→ **What the exercise asks**:
The reply must return each line of the data exactly.

→ **Dataset entries**:
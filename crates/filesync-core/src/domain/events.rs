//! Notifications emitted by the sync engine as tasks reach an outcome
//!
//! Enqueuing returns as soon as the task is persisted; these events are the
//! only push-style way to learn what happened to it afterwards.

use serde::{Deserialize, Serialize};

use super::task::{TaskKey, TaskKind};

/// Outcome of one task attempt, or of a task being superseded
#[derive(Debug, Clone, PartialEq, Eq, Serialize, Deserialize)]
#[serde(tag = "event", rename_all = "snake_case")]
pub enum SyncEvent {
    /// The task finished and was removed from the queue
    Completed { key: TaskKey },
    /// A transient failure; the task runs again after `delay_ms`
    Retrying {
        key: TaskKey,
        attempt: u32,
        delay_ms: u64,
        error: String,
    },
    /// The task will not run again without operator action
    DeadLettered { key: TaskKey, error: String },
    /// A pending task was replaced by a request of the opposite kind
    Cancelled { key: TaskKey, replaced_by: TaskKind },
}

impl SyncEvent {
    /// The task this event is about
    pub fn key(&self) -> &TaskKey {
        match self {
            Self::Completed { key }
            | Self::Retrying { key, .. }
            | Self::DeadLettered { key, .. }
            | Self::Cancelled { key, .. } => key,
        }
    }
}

→ **Completed exercise**:
filename crates/filesync-core/src/domain/events.rs
//! Notifications emitted by the sync engine as tasks reach an outcome
//!
//! Enqueuing returns as soon as the task is persisted; these events are the
//! only push-style way to learn what happened to it afterwards.

use serde::{Deserialize, Serialize};

use super::task::{TaskKey, TaskKind};

/// Outcome of one task attempt, or of a task being superseded
#[derive(Debug, Clone, PartialEq, Eq, Serialize, Deserialize)]
#[serde(tag = "event", rename_all = "snake_case")]
pub enum SyncEvent {
    /// The task finished and was removed from the queue
    Completed { key: TaskKey },
    /// A transient failure; the task runs again after `delay_ms`
    Retrying {
        key: TaskKey,
        attempt: u32,
        delay_ms: u64,
        error: String,
    },
    /// The task will not run again without operator action
    DeadLettered { key: TaskKey, error: String },
    /// A pending task was replaced by a request of the opposite kind
    Cancelled { key: TaskKey, replaced_by: TaskKind },
}

impl SyncEvent {
    /// The task this event is about
    pub fn key(&self) -> &TaskKey {
        match self {
            Self::Completed { key }
            | Self::Retrying { key, .. }
            | Self::DeadLettered { key, .. }
            | Self::Cancelled { key, .. } => key,
        }
    }
}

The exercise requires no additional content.